Qualifications / Requirements:
- Bachelor’s degree in Computer Science/Information Security/similar major or commensurate related field experience
- Significant work experience in Information Technology
- Extensive experience in security incident handling and forensics skills including knowledge of common probing and attack methods, network/service discovery, system assessment, viruses and other forms of malware.
- Experience mitigating and addressing threat vectors including Advanced Persistent Threat (APT), Distributed Denial of Service (DDoS), Phishing, Malicious Payloads, Malware, etc.
- Experience with Information Security technologies such as but not limited to SIEM, IPS/IDS, Vulnerability Management Software, User Behavior Monitoring, Unstructured Data Monitoring tools or Internet Content Filters.
- Experience reading and understanding system data, including, but not limited to, security event logs, system logs, and firewall logs
- Intermediate understanding of network technologies such as TCP/IP, IDS/IPS, firewalls, LAN/WAN, routing and switching.
- Intermediate knowledge of the following platforms in an enterprise environment - Microsoft Windows, Solaris, Linux.
- This position requires strong analytical skills and attention to detail, which will allow advising on how best to respond to abnormal network/system behavior.
- Must possess excellent written and verbal communication skills
- Travel (including international) may be required up to 15%.
- Evening and weekend hours expected during incidents
- Any of the following professional certifications are a plus: CISSP – Certified Information Systems Security Professional. CEH – Certified Ethical Hacker, CompTIA Security +, SANS GIAC
- Microsoft, Linux, Networking or related certifications
- Knowledge of offensive security techniques
- Experience working in a global financial company
- Knowledge of common security assessment frameworks such as MITRE ATT&CK Matrix, NIST, HITRUST, COBIT, etc.
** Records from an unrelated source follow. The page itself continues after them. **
//! §3 `GiftTransaction` — the unit of work the gift buffer batches and
//! submits to the business backend.

use serde::{Deserialize, Serialize};
use uuid::Uuid;

#[derive(Clone, Debug, Deserialize, Serialize)]
pub struct GiftTransaction {
    #[serde(rename = "transactionId")]
    pub transaction_id: Uuid,
    #[serde(rename = "roomId")]
    pub room_id: String,
    #[serde(rename = "senderUserId")]
    pub sender_user_id: String,
    #[serde(rename = "recipientUserId")]
    pub recipient_user_id: String,
    #[serde(rename = "giftId")]
    pub gift_id: String,
    pub quantity: u32,
    #[serde(rename = "timestampMs")]
    pub timestamp_ms: i64,
    #[serde(rename = "senderConnectionId")]
    pub sender_connection_id: String,
    #[serde(rename = "retryCount", default)]
    pub retry_count: u32,
}
//! §3 `Seat`/`Invite` entities as they cross the Redis boundary.

use serde::{Deserialize, Serialize};

#[derive(Clone, Debug, Deserialize, Serialize)]
pub struct Seat {
    pub index: u32,
    #[serde(rename = "userId", skip_serializing_if = "Option::is_none")]
    pub user_id: Option<String>,
    pub muted: bool,
    pub locked: bool,
}

/// The JSON shape stored in the `seats:{roomId}` hash field — no `index`
/// or `locked`, since those live in the field name and the `locked:{roomId}`
/// set respectively.
#[derive(Clone, Debug, Default, Deserialize, Serialize)]
#[serde(default)]
pub(super) struct SeatRecord {
    #[serde(rename = "userId")]
    pub user_id: Option<String>,
    pub muted: bool,
}

#[derive(Clone, Debug, Deserialize, Serialize)]
pub struct Invite {
    /// Not part of the stored JSON (the key name already carries it) —
    /// filled in by the repository after deserializing.
    #[serde(skip, default)]
    pub seat_index: u32,
    #[serde(rename = "targetUserId")]
    pub target_user_id: String,
    #[serde(rename = "inviterUserId")]
    pub inviter_user_id: String,
    #[serde(rename = "createdAtMs")]
    pub created_at_ms: i64,
}

/// Outcome of `lockSeat`, carrying the vacated occupant (if any) so the
/// handler can notify them separately from the lock broadcast.
#[derive(Clone, Debug, Default, Deserialize, Serialize)]
#[serde(default)]
pub struct LockOutcome {
    #[serde(rename = "kickedUserId")]
    pub kicked_user_id: Option<String>,
}
//! Control plane for the audio-only conferencing service (§1).
//!
//! The realtime coordination core — media routing/fan-out, active-speaker
//! detection, seat state, the user→socket registry and event relay, and
//! the gift transaction buffer — is implemented across the modules below;
//! `session`/`server`/`shutdown` are the actix wiring around it.

#![forbid(unsafe_code)]

pub mod auth;
pub mod backend;
pub mod clients;
pub mod config;
pub mod error;
pub mod gifts;
pub mod handlers;
pub mod logging;
pub mod media;
pub mod ratelimit;
pub mod redis_keys;
pub mod redis_pool;
pub mod relay;
pub mod rooms;
pub mod seats;
pub mod server;
pub mod session;
pub mod shutdown;
pub mod users;
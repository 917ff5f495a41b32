//! §4.1 `WorkerPool` — owns the fleet of media-engine worker processes.

use std::sync::Arc;

use slog::{o, warn, Logger};
use tokio::sync::RwLock;

use super::engine::{EngineError, Worker};

/// Callback invoked synchronously when a worker dies, before the pool
/// replaces it. `RoomRegistry` hooks this to close every room touching the
/// dead worker (§4.1, §4.5).
pub type OnWorkerDied = Box<dyn Fn(&str) + Send + Sync>;

struct Entry {
    worker: Box<dyn Worker>,
}

/// Instance-singleton pool of `N ≈ CPU-count` media workers.
pub struct WorkerPool {
    log: Logger,
    workers: RwLock<Vec<Entry>>,
    on_died: RwLock<Vec<OnWorkerDied>>,
}

impl WorkerPool {
    #[must_use]
    pub fn new(log: Logger, workers: Vec<Box<dyn Worker>>) -> Arc<Self> {
        Arc::new(Self {
            log: log.new(o!("component" => "worker_pool")),
            workers: RwLock::new(
                workers.into_iter().map(|worker| Entry { worker }).collect(),
            ),
            on_died: RwLock::new(Vec::new()),
        })
    }

    /// Registers a callback run (synchronously, in registration order) when
    /// a worker is observed to have died.
    pub async fn on_worker_died(&self, callback: OnWorkerDied) {
        self.on_died.write().await.push(callback);
    }

    /// Returns the worker with the fewest active routers, ties broken by
    /// lowest PID.
    ///
    /// # Errors
    ///
    /// [`EngineError::NoWorkersAvailable`] if the pool is empty.
    pub async fn least_loaded(&self) -> Result<WorkerHandle, EngineError> {
        self.least_loaded_excluding(None).await
    }

    /// Returns the worker with the fewest active routers among those other
    /// than `exclude`, ties broken by lowest PID. Falls back to `exclude`
    /// itself if it's the only worker in the pool, since a single-worker
    /// deployment has nowhere else to put a distribution router.
    ///
    /// # Errors
    ///
    /// [`EngineError::NoWorkersAvailable`] if the pool is empty.
    pub async fn least_loaded_excluding(
        &self,
        exclude: Option<&str>,
    ) -> Result<WorkerHandle, EngineError> {
        let workers = self.workers.read().await;
        workers
            .iter()
            .filter(|e| match exclude {
                Some(id) => e.worker.id().to_string() != id,
                None => true,
            })
            .min_by_key(|e| (e.worker.router_count(), e.worker.pid()))
            .or_else(|| {
                workers
                    .iter()
                    .min_by_key(|e| (e.worker.router_count(), e.worker.pid()))
            })
            .map(|e| WorkerHandle {
                id: e.worker.id().to_string(),
            })
            .ok_or(EngineError::NoWorkersAvailable)
    }

    /// Looks a worker up by id and hands back a router-creation capability.
    ///
    /// # Errors
    ///
    /// [`EngineError::NoWorkersAvailable`] if the worker is no longer in
    /// the pool (it died and was already replaced).
    pub async fn create_router_on(
        &self,
        worker_id: &str,
    ) -> Result<Box<dyn super::engine::Router>, EngineError> {
        let workers = self.workers.read().await;
        let entry = workers
            .iter()
            .find(|e| e.worker.id().to_string() == worker_id)
            .ok_or(EngineError::NoWorkersAvailable)?;
        entry.worker.create_router().await
    }

    /// Called by the supervisor when a worker process exits unexpectedly.
    /// Runs every `on_worker_died` callback, then replaces the dead worker
    /// in-place with `spawn_replacement`.
    pub async fn handle_worker_death(
        &self,
        worker_id: &str,
        spawn_replacement: impl FnOnce() -> Box<dyn Worker>,
    ) {
        warn!(self.log, "media worker died"; "worker_id" => worker_id);

        for cb in self.on_died.read().await.iter() {
            cb(worker_id);
        }

        let mut workers = self.workers.write().await;
        workers.retain(|e| e.worker.id().to_string() != worker_id);
        workers.push(Entry {
            worker: spawn_replacement(),
        });
    }

    pub async fn worker_count(&self) -> usize {
        self.workers.read().await.len()
    }
}

/// A stable, cheaply-cloneable reference to a pool-owned worker.
///
/// Deliberately doesn't borrow from [`WorkerPool`] — workers can be
/// replaced out from under a long-lived `MediaCluster`, so callers always
/// go back through [`WorkerPool::create_router_on`] by id.
#[derive(Clone, Debug, Eq, PartialEq)]
pub struct WorkerHandle {
    pub id: String,
}

#[cfg(test)]
mod tests {
    use super::*;
    use crate::media::engine::mock::MockEngine;

    fn test_logger() -> Logger {
        slog::Logger::root(slog::Discard, o!())
    }

    #[tokio::test]
    async fn least_loaded_breaks_ties_by_pid() {
        let engine = MockEngine::new();
        let pool = WorkerPool::new(
            test_logger(),
            vec![engine.spawn_worker(200), engine.spawn_worker(100)],
        );
        let handle = pool.least_loaded().await.unwrap();
        // Both workers start with 0 routers; pid 100 must win the tie.
        let workers = pool.workers.read().await;
        let chosen = workers
            .iter()
            .find(|e| e.worker.id().to_string() == handle.id)
            .unwrap();
        assert_eq!(chosen.worker.pid(), 100);
    }

    #[tokio::test]
    async fn least_loaded_excluding_skips_the_given_worker() {
        let engine = MockEngine::new();
        let pool = WorkerPool::new(
            test_logger(),
            vec![engine.spawn_worker(100), engine.spawn_worker(200)],
        );
        let workers = pool.workers.read().await;
        let excluded_id = workers[0].worker.id().to_string();
        drop(workers);

        let handle = pool
            .least_loaded_excluding(Some(&excluded_id))
            .await
            .unwrap();
        assert_ne!(handle.id, excluded_id);
    }

    #[tokio::test]
    async fn least_loaded_excluding_falls_back_to_sole_worker() {
        let engine = MockEngine::new();
        let pool = WorkerPool::new(test_logger(), vec![engine.spawn_worker(1)]);
        let workers = pool.workers.read().await;
        let only_id = workers[0].worker.id().to_string();
        drop(workers);

        let handle = pool
            .least_loaded_excluding(Some(&only_id))
            .await
            .unwrap();
        assert_eq!(handle.id, only_id);
    }

    #[tokio::test]
    async fn errors_when_pool_empty() {
        let pool = WorkerPool::new(test_logger(), vec![]);
        assert!(matches!(
            pool.least_loaded().await,
            Err(EngineError::NoWorkersAvailable)
        ));
    }

    #[tokio::test]
    async fn worker_death_runs_callbacks_then_replaces() {
        let engine = MockEngine::new();
        let pool = WorkerPool::new(test_logger(), vec![engine.spawn_worker(1)]);
        let died_id = std::sync::Arc::new(std::sync::Mutex::new(None));
        let died_id_clone = std::sync::Arc::clone(&died_id);
        pool.on_worker_died(Box::new(move |id| {
            *died_id_clone.lock().unwrap() = Some(id.to_string());
        }))
        .await;

        let handle = pool.least_loaded().await.unwrap();
        let engine_clone = std::sync::Arc::clone(&engine);
        pool.handle_worker_death(&handle.id, || engine_clone.spawn_worker(2))
            .await;

        assert_eq!(died_id.lock().unwrap().as_deref(), Some(handle.id.as_str()));
        assert_eq!(pool.worker_count().await, 1);
    }
}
- Familiarity with scripting languages and data analysis tools
- Experience leading small teams
At Thomson Reuters, we believe what we do matters. We are passionate about our work, inspired by the impact it has on our business and our customers. As a team, we believe in winning as one - collaborating to reach shared goals, and developing through challenging and meaningful experiences. With more than 45,000 employees in more than 100 countries, we work flexibly across boundaries and realize innovations that help shape industries around the world. Making this happen is a dynamic, evolving process, and we count on each employee to be a catalyst in driving our performance - and their own.
As a global business, we rely on diversity of culture and thought to deliver on our goals. To ensure we can do that, we seek talented, qualified employees in all our operations around the world regardless of race, color, sex/gender, including pregnancy, gender identity and expression, national origin, religion, sexual orientation, disability, age, marital status, citizen status, veteran status, or any other protected classification under country or local law. Thomson Reuters is proud to be an Equal Employment Opportunity/Affirmative Action Employer providing a drug-free workplace.